Brief:
After finding the line with "use std::sync::Arc;" in the data below, set down exactly each line through the one with "pub fn open_store(settings: &StoreSettings, user: Option<&str>)", inclusive, and stop there.

Available records:
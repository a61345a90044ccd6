//! Command modules for the configuration store CLI.
//!
//! - `store_cmd`: show, validate, write and load the configuration
//! - `history_cmd`: inspect saved revisions

use std::sync::Arc;

use config_store::{ConfigDataSource, StaticUserProvider, StoreSettings};
use tracing::debug;

use crate::errors::Error;

pub mod history_cmd;
pub mod store_cmd;

/// Opens and initializes the store described by `settings`.
///
/// Edits are attributed to `user` when given.
pub fn open_store(settings: &StoreSettings, user: Option<&str>) -> Result<ConfigDataSource, Error> {
    debug!(config_file = %settings.config_file().display(), "Opening configuration store");

    let users = match user {
        Some(name) => StaticUserProvider::new(name),
        None => StaticUserProvider::none(),
    };
    let source = ConfigDataSource::open(settings)?.with_user_provider(Arc::new(users));
    source.initialize()?;
    Ok(source)
}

Written response:
use std::sync::Arc;

use config_store::{ConfigDataSource, StaticUserProvider, StoreSettings};
use tracing::debug;

use crate::errors::Error;

pub mod history_cmd;
pub mod store_cmd;

/// Opens and initializes the store described by `settings`.
///
/// Edits are attributed to `user` when given.
pub fn open_store(settings: &StoreSettings, user: Option<&str>) -> Result<ConfigDataSource, Error> {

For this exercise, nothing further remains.